Your reply should be the following data, copied exactly.

RECORDS FOR PROCESSING:
BEGIN
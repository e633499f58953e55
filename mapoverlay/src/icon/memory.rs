//! In-memory icon tier with byte-budget LRU eviction.

use std::collections::HashMap;
use tracing::debug;

use super::bitmap::Bitmap;
use super::key::IconKey;

#[derive(Debug)]
struct MemoryEntry {
    bitmap: Bitmap,
    /// Logical clock value of the last access
    last_accessed: u64,
}

/// Decoded icons keyed by `(source, size)`.
///
/// Owned by the engine's context, so no locking is needed. Recency is a
/// logical clock rather than wall time so ties never occur.
#[derive(Debug)]
pub struct MemoryIconCache {
    entries: HashMap<IconKey, MemoryEntry>,
    max_bytes: usize,
    current_bytes: usize,
    clock: u64,
    evictions: u64,
}

impl MemoryIconCache {
    pub fn new(max_bytes: usize) -> Self {
        Self {
            entries: HashMap::new(),
            max_bytes,
            current_bytes: 0,
            clock: 0,
            evictions: 0,
        }
    }

    /// Returns the bitmap for `key` and marks it most recently used.
    pub fn get(&mut self, key: &IconKey) -> Option<Bitmap> {
        self.clock += 1;
        let clock = self.clock;
        self.entries.get_mut(key).map(|entry| {
            entry.last_accessed = clock;
            entry.bitmap.clone()
        })
    }

    /// Inserts a bitmap, evicting least recently used entries to make room.
    ///
    /// Returns `false` when the bitmap alone exceeds the budget; such
    /// bitmaps are not stored.
    pub fn put(&mut self, key: IconKey, bitmap: Bitmap) -> bool {
        let size = bitmap.byte_size();
        if size > self.max_bytes {
            debug!(
                key = %key,
                size_bytes = size,
                max_bytes = self.max_bytes,
                "Icon larger than memory budget, not cached"
            );
            return false;
        }

        if let Some(old) = self.entries.remove(&key) {
            self.current_bytes -= old.bitmap.byte_size();
        }

        self.evict_until_fits(size);

        self.clock += 1;
        self.entries.insert(
            key,
            MemoryEntry {
                bitmap,
                last_accessed: self.clock,
            },
        );
        self.current_bytes += size;
        true
    }

    #[cfg(test)]
    pub(crate) fn contains(&self, key: &IconKey) -> bool {
        self.entries.contains_key(key)
    }

    pub fn len(&self) -> usize {
        self.entries.len()
    }

    pub fn is_empty(&self) -> bool {
        self.entries.is_empty()
    }

    pub fn size_bytes(&self) -> usize {
        self.current_bytes
    }

    pub fn max_bytes(&self) -> usize {
        self.max_bytes
    }

    pub fn evictions(&self) -> u64 {
        self.evictions
    }

    /// Drops every entry. Called on memory pressure.
    pub fn clear(&mut self) {
        self.entries.clear();
        self.current_bytes = 0;
    }

    fn evict_until_fits(&mut self, incoming: usize) {
        if self.current_bytes + incoming <= self.max_bytes {
            return;
        }

        let mut by_age: Vec<(IconKey, u64)> = self
            .entries
            .iter()
            .map(|(k, e)| (k.clone(), e.last_accessed))
            .collect();
        by_age.sort_by_key(|(_, accessed)| *accessed);

        let mut evicted = 0;
        for (key, _) in by_age {
            if self.current_bytes + incoming <= self.max_bytes {
                break;
            }
            if let Some(entry) = self.entries.remove(&key) {
                self.current_bytes -= entry.bitmap.byte_size();
                evicted += 1;
            }
        }

        self.evictions += evicted;
        debug!(
            evicted = evicted,
            size_bytes = self.current_bytes,
            "Evicted icons from memory cache"
        );
    }
}

#[cfg(test)]
mod tests {
    use super::*;
    use crate::icon::source::IconSource;
    use image::RgbaImage;

    fn key(name: &str) -> IconKey {
        IconKey::new(&IconSource::Remote(format!("https://x/{}", name)), 48)
    }

    // 10x10 RGBA = 400 bytes
    fn bitmap() -> Bitmap {
        Bitmap::from_rgba(RgbaImage::new(10, 10))
    }

    #[test]
    fn test_put_and_get() {
        let mut cache = MemoryIconCache::new(1000);
        assert!(cache.put(key("a"), bitmap()));
        assert!(cache.get(&key("a")).is_some());
        assert!(cache.get(&key("b")).is_none());
        assert_eq!(cache.size_bytes(), 400);
    }

    #[test]
    fn test_evicts_least_recently_used() {
        let mut cache = MemoryIconCache::new(1000);
        cache.put(key("a"), bitmap());
        cache.put(key("b"), bitmap());
        // Touch "a" so "b" becomes the oldest
        cache.get(&key("a"));
        cache.put(key("c"), bitmap());

        assert!(cache.contains(&key("a")));
        assert!(!cache.contains(&key("b")));
        assert!(cache.contains(&key("c")));
        assert_eq!(cache.size_bytes(), 800);
        assert_eq!(cache.evictions(), 1);
    }

    #[test]
    fn test_oversized_not_stored() {
        let mut cache = MemoryIconCache::new(100);
        assert!(!cache.put(key("a"), bitmap()));
        assert!(cache.is_empty());
        assert_eq!(cache.size_bytes(), 0);
    }

    #[test]
    fn test_replace_same_key_accounts_once() {
        let mut cache = MemoryIconCache::new(1000);
        cache.put(key("a"), bitmap());
        cache.put(key("a"), bitmap());
        assert_eq!(cache.len(), 1);
        assert_eq!(cache.size_bytes(), 400);
    }

    #[test]
    fn test_clear() {
        let mut cache = MemoryIconCache::new(1000);
        cache.put(key("a"), bitmap());
        cache.clear();
        assert!(cache.is_empty());
        assert_eq!(cache.size_bytes(), 0);
    }
}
END
ANSWER TO THIS PROBLEM:
repository e633499f58953e55
filename mapoverlay/src/icon/memory.rs
//! In-memory icon tier with byte-budget LRU eviction.

use std::collections::HashMap;
use tracing::debug;

use super::bitmap::Bitmap;
use super::key::IconKey;

#[derive(Debug)]
struct MemoryEntry {
    bitmap: Bitmap,
    /// Logical clock value of the last access
    last_accessed: u64,
}

/// Decoded icons keyed by `(source, size)`.
///
/// Owned by the engine's context, so no locking is needed. Recency is a
/// logical clock rather than wall time so ties never occur.
#[derive(Debug)]
pub struct MemoryIconCache {
    entries: HashMap<IconKey, MemoryEntry>,
    max_bytes: usize,
    current_bytes: usize,
    clock: u64,
    evictions: u64,
}

impl MemoryIconCache {
    pub fn new(max_bytes: usize) -> Self {
        Self {
            entries: HashMap::new(),
            max_bytes,
            current_bytes: 0,
            clock: 0,
            evictions: 0,
        }
    }

    /// Returns the bitmap for `key` and marks it most recently used.
    pub fn get(&mut self, key: &IconKey) -> Option<Bitmap> {
        self.clock += 1;
        let clock = self.clock;
        self.entries.get_mut(key).map(|entry| {
            entry.last_accessed = clock;
            entry.bitmap.clone()
        })
    }

    /// Inserts a bitmap, evicting least recently used entries to make room.
    ///
    /// Returns `false` when the bitmap alone exceeds the budget; such
    /// bitmaps are not stored.
    pub fn put(&mut self, key: IconKey, bitmap: Bitmap) -> bool {
        let size = bitmap.byte_size();
        if size > self.max_bytes {
            debug!(
                key = %key,
                size_bytes = size,
                max_bytes = self.max_bytes,
                "Icon larger than memory budget, not cached"
            );
            return false;
        }

        if let Some(old) = self.entries.remove(&key) {
            self.current_bytes -= old.bitmap.byte_size();
        }

        self.evict_until_fits(size);

        self.clock += 1;
        self.entries.insert(
            key,
            MemoryEntry {
                bitmap,
                last_accessed: self.clock,
            },
        );
        self.current_bytes += size;
        true
    }

    #[cfg(test)]
    pub(crate) fn contains(&self, key: &IconKey) -> bool {
        self.entries.contains_key(key)
    }

    pub fn len(&self) -> usize {
        self.entries.len()
    }

    pub fn is_empty(&self) -> bool {
        self.entries.is_empty()
    }

    pub fn size_bytes(&self) -> usize {
        self.current_bytes
    }

    pub fn max_bytes(&self) -> usize {
        self.max_bytes
    }

    pub fn evictions(&self) -> u64 {
        self.evictions
    }

    /// Drops every entry. Called on memory pressure.
    pub fn clear(&mut self) {
        self.entries.clear();
        self.current_bytes = 0;
    }

    fn evict_until_fits(&mut self, incoming: usize) {
        if self.current_bytes + incoming <= self.max_bytes {
            return;
        }

        let mut by_age: Vec<(IconKey, u64)> = self
            .entries
            .iter()
            .map(|(k, e)| (k.clone(), e.last_accessed))
            .collect();
        by_age.sort_by_key(|(_, accessed)| *accessed);

        let mut evicted = 0;
        for (key, _) in by_age {
            if self.current_bytes + incoming <= self.max_bytes {
                break;
            }
            if let Some(entry) = self.entries.remove(&key) {
                self.current_bytes -= entry.bitmap.byte_size();
                evicted += 1;
            }
        }

        self.evictions += evicted;
        debug!(
            evicted = evicted,
            size_bytes = self.current_bytes,
            "Evicted icons from memory cache"
        );
    }
}

#[cfg(test)]
mod tests {
    use super::*;
    use crate::icon::source::IconSource;
    use image::RgbaImage;

    fn key(name: &str) -> IconKey {
        IconKey::new(&IconSource::Remote(format!("https://x/{}", name)), 48)
    }

    // 10x10 RGBA = 400 bytes
    fn bitmap() -> Bitmap {
        Bitmap::from_rgba(RgbaImage::new(10, 10))
    }

    #[test]
    fn test_put_and_get() {
        let mut cache = MemoryIconCache::new(1000);
        assert!(cache.put(key("a"), bitmap()));
        assert!(cache.get(&key("a")).is_some());
        assert!(cache.get(&key("b")).is_none());
        assert_eq!(cache.size_bytes(), 400);
    }

    #[test]
    fn test_evicts_least_recently_used() {
        let mut cache = MemoryIconCache::new(1000);
        cache.put(key("a"), bitmap());
        cache.put(key("b"), bitmap());
        // Touch "a" so "b" becomes the oldest
        cache.get(&key("a"));
        cache.put(key("c"), bitmap());

        assert!(cache.contains(&key("a")));
        assert!(!cache.contains(&key("b")));
        assert!(cache.contains(&key("c")));
        assert_eq!(cache.size_bytes(), 800);
        assert_eq!(cache.evictions(), 1);
    }

    #[test]
    fn test_oversized_not_stored() {
        let mut cache = MemoryIconCache::new(100);
        assert!(!cache.put(key("a"), bitmap()));
        assert!(cache.is_empty());
        assert_eq!(cache.size_bytes(), 0);
    }

    #[test]
    fn test_replace_same_key_accounts_once() {
        let mut cache = MemoryIconCache::new(1000);
        cache.put(key("a"), bitmap());
        cache.put(key("a"), bitmap());
        assert_eq!(cache.len(), 1);
        assert_eq!(cache.size_bytes(), 400);
    }

    #[test]
    fn test_clear() {
        let mut cache = MemoryIconCache::new(1000);
        cache.put(key("a"), bitmap());
        cache.clear();
        assert!(cache.is_empty());
        assert_eq!(cache.size_bytes(), 0);
    }
}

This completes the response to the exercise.